ANKARA
Oil prices were mixed in early trade on Tuesday as investors gauged the risks associated with China’s less-than-expected interest rate cut decision, which prompted doubts about the country’s post-COVID recovery.
International benchmark Brent crude traded at $76.33 per barrel at 10.37 a.m. local time (0737 GMT), a 0.31% gain from the closing price of $76.09 a barrel in the previous trading session on Friday.
The American benchmark West Texas Intermediate (WTI) traded at the same time at $71.58 per barrel, down 0.48% from the previous session’s close of $71.93 per barrel.
The world’s second-largest oil-consuming country, China, decided to cut two benchmark interest rates in a bid to boost its faltering economic recovery.
The decision came amid conflicting data flows about China’s industrial and economic growth and the country’s decision to increase stimulus to help its weakening economy.

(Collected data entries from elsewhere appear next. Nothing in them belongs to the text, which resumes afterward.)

//! Tests for pattern blob decoding: header and body validation, the exception
//! tables, the extended text section, and partial results on bad input.

use chrono::{TimeZone, Utc};
use recurrence_engine::pattern::{FRIDAY, MONDAY, WEDNESDAY};
use recurrence_engine::time::to_pattern_minutes;
use recurrence_engine::{
    decode, CalendarType, DecodeError, Decoded, Frequency, PatternVariant, RecurrenceError,
    Terminate,
};

// ---------------------------------------------------------------------------
// Blob builder
// ---------------------------------------------------------------------------

#[derive(Default)]
struct Blob(Vec<u8>);

impl Blob {
    fn u16(mut self, v: u16) -> Self {
        self.0.extend_from_slice(&v.to_le_bytes());
        self
    }

    fn u32(mut self, v: u32) -> Self {
        self.0.extend_from_slice(&v.to_le_bytes());
        self
    }

    fn date(self, y: i32, m: u32, d: u32, h: u32) -> Self {
        self.u32(to_pattern_minutes(at(y, m, d, h)))
    }

    fn legacy_text(mut self, text: &str) -> Self {
        self = self.u16(text.len() as u16 + 1).u16(text.len() as u16);
        self.0.extend_from_slice(text.as_bytes());
        self
    }

    fn wide_text(mut self, text: &str) -> Self {
        let units: Vec<u16> = text.encode_utf16().collect();
        self = self.u16(units.len() as u16);
        for unit in units {
            self = self.u16(unit);
        }
        self
    }

    fn header(self, frequency: u16, variant: u16) -> Self {
        self.u16(0x3004).u16(0x3004).u16(frequency).u16(variant).u16(0)
    }

    fn bytes(self) -> Vec<u8> {
        self.0
    }
}

fn at(y: i32, m: u32, d: u32, h: u32) -> i64 {
    Utc.with_ymd_and_hms(y, m, d, h, 0, 0).unwrap().timestamp()
}

fn ts(y: i32, m: u32, d: u32) -> i64 {
    at(y, m, d, 0)
}

/// Weekly Mon/Wed/Fri pattern with no exceptions, up to and including the
/// range dates.
fn weekly_head() -> Blob {
    Blob::default()
        .header(0x200B, 0x0001)
        .u32(0) // first date time
        .u32(1) // period
        .u32(0) // sliding
        .u32(u32::from(MONDAY | WEDNESDAY | FRIDAY))
        .u32(0x2021) // end by date
        .u32(10)
        .u32(1) // first day of week
}

fn appointment_tail(blob: Blob) -> Blob {
    blob.u32(0x3006).u32(0x3009).u32(9 * 60).u32(10 * 60)
}

// ===========================================================================
// Well-formed blobs
// ===========================================================================

#[test]
fn weekly_pattern_decodes_completely() {
    let blob = appointment_tail(
        weekly_head()
            .u32(0) // exception count
            .u32(0) // modified count
            .date(2024, 1, 1, 0)
            .date(2024, 3, 29, 0),
    )
    .u16(0) // detailed exceptions
    .u32(0)
    .u32(0)
    .bytes();

    let decoded = decode(&blob);
    assert!(decoded.is_valid());
    let p = decoded.pattern().expect("complete pattern");

    assert_eq!(p.frequency, Frequency::Weekly);
    assert_eq!(p.variant, PatternVariant::Week);
    assert_eq!(p.calendar_type, CalendarType::Default);
    assert_eq!(p.every_n, 1);
    assert!(!p.regenerating);
    assert_eq!(p.weekday_mask, MONDAY | WEDNESDAY | FRIDAY);
    assert_eq!(p.terminate, Some(Terminate::ByEndDate));
    assert_eq!(p.range_start_local, Some(ts(2024, 1, 1)));
    assert_eq!(p.range_end_local, Some(ts(2024, 3, 29)));
    assert_eq!(p.start_offset_minutes, Some(540));
    assert_eq!(p.end_offset_minutes, Some(600));
    assert!(p.deleted_occurrences.is_empty());
    assert!(p.modified_occurrences.is_empty());
}

#[test]
fn frequency_high_byte_is_not_checked() {
    let blob = weekly_head().bytes();
    let mut without_high_byte = blob.clone();
    without_high_byte[4..6].copy_from_slice(&0x000Bu16.to_le_bytes());

    let tail = Blob::default()
        .u32(0)
        .u32(0)
        .date(2024, 1, 1, 0)
        .date(2024, 3, 29, 0)
        .bytes();
    without_high_byte.extend_from_slice(&tail);

    let decoded = decode(&without_high_byte);
    assert!(decoded.is_valid(), "{decoded:?}");
    assert_eq!(decoded.pattern().unwrap().frequency, Frequency::Weekly);
}

#[test]
fn all_ones_end_type_means_no_end() {
    let blob = Blob::default()
        .header(0x200A, 0x0000)
        .u32(0)
        .u32(1440)
        .u32(0)
        .u32(0xFFFF_FFFF)
        .u32(10)
        .u32(1)
        .u32(0)
        .u32(0)
        .date(2024, 1, 1, 0)
        .u32(0x5AE9_80DF)
        .bytes();

    let p = decode(&blob).into_result().expect("valid pattern");
    assert_eq!(p.terminate, Some(Terminate::NoEnd));
}

#[test]
fn after_count_end_type_carries_occurrence_count() {
    let blob = Blob::default()
        .header(0x200A, 0x0000)
        .u32(0)
        .u32(1440)
        .u32(0)
        .u32(0x2022)
        .u32(3)
        .u32(1)
        .u32(0)
        .u32(0)
        .date(2024, 1, 1, 0)
        .date(2024, 1, 3, 0)
        .bytes();

    let p = decode(&blob).into_result().unwrap();
    assert_eq!(p.terminate, Some(Terminate::AfterCount(3)));
    assert_eq!(p.occurrence_count, 3);
}

#[test]
fn task_pattern_stops_after_range_dates() {
    let blob = weekly_head()
        .u32(1)
        .date(2024, 1, 3, 0)
        .u32(0)
        .date(2024, 1, 1, 0)
        .date(2024, 3, 29, 0)
        .bytes();

    let p = decode(&blob).into_result().unwrap();
    assert_eq!(p.start_offset_minutes, None);
    assert_eq!(p.end_offset_minutes, None);
    assert!(p.deleted_occurrences.contains(&ts(2024, 1, 3)));
}

#[test]
fn monthly_nth_and_yearly_bodies() {
    let monthly = Blob::default()
        .header(0x200C, 0x0003)
        .u32(0)
        .u32(1)
        .u32(0)
        .u32(u32::from(FRIDAY))
        .u32(5)
        .u32(0x2023)
        .u32(10)
        .u32(1)
        .u32(0)
        .u32(0)
        .date(2024, 3, 29, 0)
        .u32(0x5AE9_80DF)
        .bytes();
    let p = decode(&monthly).into_result().unwrap();
    assert_eq!(p.variant, PatternVariant::MonthNth);
    assert_eq!(p.weekday_mask, FRIDAY);
    assert_eq!(p.nth_week, 5);

    let yearly = Blob::default()
        .header(0x200D, 0x0002)
        .u32(31 * 1440) // February
        .u32(12)
        .u32(0)
        .u32(29)
        .u32(0x2023)
        .u32(10)
        .u32(1)
        .u32(0)
        .u32(0)
        .date(2024, 2, 29, 0)
        .u32(0x5AE9_80DF)
        .bytes();
    let p = decode(&yearly).into_result().unwrap();
    assert_eq!(p.frequency, Frequency::Yearly);
    assert_eq!(p.month_of_year, 31 * 1440);
    assert_eq!(p.month_day, 29);
}

// ===========================================================================
// Exceptions
// ===========================================================================

#[test]
fn exceptions_split_into_deleted_and_modified() {
    let blob = appointment_tail(
        weekly_head()
            .u32(2)
            .date(2024, 1, 3, 0) // deleted
            .date(2024, 1, 5, 0) // modified
            .u32(1)
            .date(2024, 1, 6, 0)
            .date(2024, 1, 1, 0)
            .date(2024, 3, 29, 0),
    )
    .u16(1)
    .date(2024, 1, 6, 11)
    .date(2024, 1, 6, 12)
    .date(2024, 1, 5, 9)
    .u16(0x0001 | 0x0008 | 0x0010)
    .legacy_text("Lunch")
    .u32(1) // reminder set
    .legacy_text("Cafe")
    .u32(0) // reserved block 1
    .u32(4) // change highlight
    .u32(0)
    .u32(0) // reserved ee1
    .date(2024, 1, 6, 11)
    .date(2024, 1, 6, 12)
    .date(2024, 1, 5, 9)
    .wide_text("Déjeuner")
    .wide_text("Café")
    .u32(0) // reserved ee2
    .u32(0) // reserved block 2
    .bytes();

    let p = decode(&blob).into_result().expect("valid pattern");

    assert_eq!(p.deleted_occurrences.len(), 1);
    assert!(p.deleted_occurrences.contains(&ts(2024, 1, 3)));

    assert_eq!(p.modified_occurrences.len(), 1);
    let m = &p.modified_occurrences[0];
    assert_eq!(m.base_date_local, ts(2024, 1, 5));
    assert_eq!(m.start_local, at(2024, 1, 6, 11));
    assert_eq!(m.end_local, at(2024, 1, 6, 12));
    assert_eq!(m.subject.as_deref(), Some("Déjeuner"));
    assert_eq!(m.location.as_deref(), Some("Café"));
    assert_eq!(m.reminder_enabled, Some(true));
    assert_eq!(m.busy_status, None);
}

#[test]
fn legacy_text_is_kept_without_extended_section() {
    let blob = appointment_tail(
        weekly_head()
            .u32(1)
            .date(2024, 1, 5, 0)
            .u32(1)
            .date(2024, 1, 5, 0)
            .date(2024, 1, 1, 0)
            .date(2024, 3, 29, 0),
    )
    .u16(1)
    .date(2024, 1, 5, 13)
    .date(2024, 1, 5, 14)
    .date(2024, 1, 5, 9)
    .u16(0x0001 | 0x0020 | 0x0100 | 0x0200)
    .legacy_text("Review")
    .u32(3) // busy status
    .u32(7) // colour
    .bytes();

    let p = decode(&blob).into_result().unwrap();
    let m = &p.modified_occurrences[0];
    assert_eq!(m.subject.as_deref(), Some("Review"));
    assert_eq!(m.busy_status, Some(3));
    assert_eq!(m.color_label, Some(7));
    assert_eq!(m.changed_fields & 0x0200, 0x0200);
}

// ===========================================================================
// Partial results
// ===========================================================================

#[test]
fn wrong_version_is_header_invalid_with_no_pattern() {
    let blob = Blob::default()
        .u16(0x3003)
        .u16(0x3004)
        .u16(0x200A)
        .u16(0)
        .u16(0)
        .bytes();

    match decode(&blob) {
        Decoded::Partial(partial) => {
            assert!(partial.pattern.is_none());
            assert!(!partial.valid);
            assert!(matches!(partial.error, DecodeError::HeaderInvalid(_)));
        }
        other => panic!("expected partial decode, got {other:?}"),
    }
}

#[test]
fn variant_not_allowed_for_frequency_is_rejected() {
    // Weekly frequency with a month-day variant.
    let blob = Blob::default().header(0x200B, 0x0002).bytes();
    let decoded = decode(&blob);

    assert!(!decoded.is_valid());
    assert!(matches!(
        decoded.into_result(),
        Err(RecurrenceError::Decode(DecodeError::HeaderInvalid(_)))
    ));
}

#[test]
fn unknown_calendar_type_is_rejected() {
    let blob = Blob::default()
        .u16(0x3004)
        .u16(0x3004)
        .u16(0x200A)
        .u16(0)
        .u16(0x0D)
        .bytes();

    assert!(matches!(
        decode(&blob),
        Decoded::Partial(p) if matches!(p.error, DecodeError::HeaderInvalid(_))
    ));
}

#[test]
fn oversized_exception_count_is_truncated_with_partial_pattern() {
    let blob = weekly_head().u32(1000).date(2024, 1, 3, 0).bytes();

    match decode(&blob) {
        Decoded::Partial(partial) => {
            assert!(matches!(partial.error, DecodeError::Truncated { .. }));
            let p = partial.pattern.expect("header and body were parsed");
            assert_eq!(p.frequency, Frequency::Weekly);
            assert_eq!(p.weekday_mask, MONDAY | WEDNESDAY | FRIDAY);
            assert_eq!(p.terminate, Some(Terminate::ByEndDate));
        }
        other => panic!("expected partial decode, got {other:?}"),
    }
}

#[test]
fn empty_weekday_mask_is_invalid_field() {
    let blob = Blob::default()
        .header(0x200B, 0x0001)
        .u32(0)
        .u32(1)
        .u32(0)
        .u32(0)
        .bytes();

    assert!(matches!(
        decode(&blob),
        Decoded::Partial(p) if p.error == DecodeError::InvalidField { field: "weekday mask", value: 0 }
    ));
}

#[test]
fn yearly_period_must_be_twelve_unless_sliding() {
    let blob = Blob::default()
        .header(0x200D, 0x0002)
        .u32(0)
        .u32(24)
        .u32(0)
        .u32(1)
        .bytes();

    assert!(matches!(
        decode(&blob),
        Decoded::Partial(p) if matches!(p.error, DecodeError::InvalidField { field: "yearly period", .. })
    ));
}

#[test]
fn nth_week_above_five_is_rejected() {
    let blob = Blob::default()
        .header(0x200C, 0x0003)
        .u32(0)
        .u32(1)
        .u32(0)
        .u32(u32::from(FRIDAY))
        .u32(6)
        .bytes();

    assert!(!decode(&blob).is_valid());
}

#[test]
fn unknown_end_type_is_rejected() {
    let blob = Blob::default()
        .header(0x200A, 0x0000)
        .u32(0)
        .u32(1440)
        .u32(0)
        .u32(0x2024)
        .bytes();

    assert!(matches!(
        decode(&blob),
        Decoded::Partial(p) if matches!(p.error, DecodeError::InvalidField { field: "end type", .. })
    ));
}

#[test]
fn truncated_exception_record_keeps_offset() {
    let blob = appointment_tail(
        weekly_head()
            .u32(0)
            .u32(0)
            .date(2024, 1, 1, 0)
            .date(2024, 3, 29, 0),
    )
    .u16(1)
    .date(2024, 1, 5, 13)
    .bytes();

    match decode(&blob) {
        Decoded::Partial(partial) => {
            assert!(matches!(partial.error, DecodeError::Truncated { .. }));
            assert_eq!(partial.offset, blob.len());
        }
        other => panic!("expected partial decode, got {other:?}"),
    }
}

#[test]
fn short_override_payload_names_the_field() {
    let blob = appointment_tail(
        weekly_head()
            .u32(1)
            .date(2024, 1, 5, 0)
            .u32(1)
            .date(2024, 1, 5, 0)
            .date(2024, 1, 1, 0)
            .date(2024, 3, 29, 0),
    )
    .u16(1)
    .date(2024, 1, 5, 13)
    .date(2024, 1, 5, 14)
    .date(2024, 1, 5, 9)
    .u16(0x0020) // busy status, 4 bytes expected
    .u16(3)
    .bytes();

    match decode(&blob) {
        Decoded::Partial(partial) => assert!(matches!(
            partial.error,
            DecodeError::Truncated { context: "busy_status", needed: 4, remaining: 2 }
        )),
        other => panic!("expected partial decode, got {other:?}"),
    }
}

#[test]
fn partial_result_serializes_status_and_validity() {
    let json = serde_json::to_value(decode(&[0x04, 0x30])).unwrap();

    assert_eq!(json["status"], "partial");
    assert_eq!(json["valid"], false);
    assert!(json["error"].as_str().unwrap().contains("truncated"));
}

According to China’s National Bureau of Statistics (NBS), industrial output fell short of expectations with a growth rate of 3.5% in May from a year earlier, slowing from the 5.6% expansion in April.
Offsetting demand concerns, China’s oil refinery output reached a new high in May, up 15.4% over the previous month.
Following the US Federal Reserve’s decision last week to keep the federal funds rate constant, investors are now focusing on the country’s fight against increasing inflation, counter-moves, and data suggesting the economic trajectory.
US commercial crude oil inventories, a significant demand indicator in the world’s largest oil-consuming country, increased by 7.9 million barrels, reflecting demand weakness.
However, demand for gasoline showed a decline ahead of peak travel months, as inventories grew by around 2.1 million barrels to 220.9 million barrels.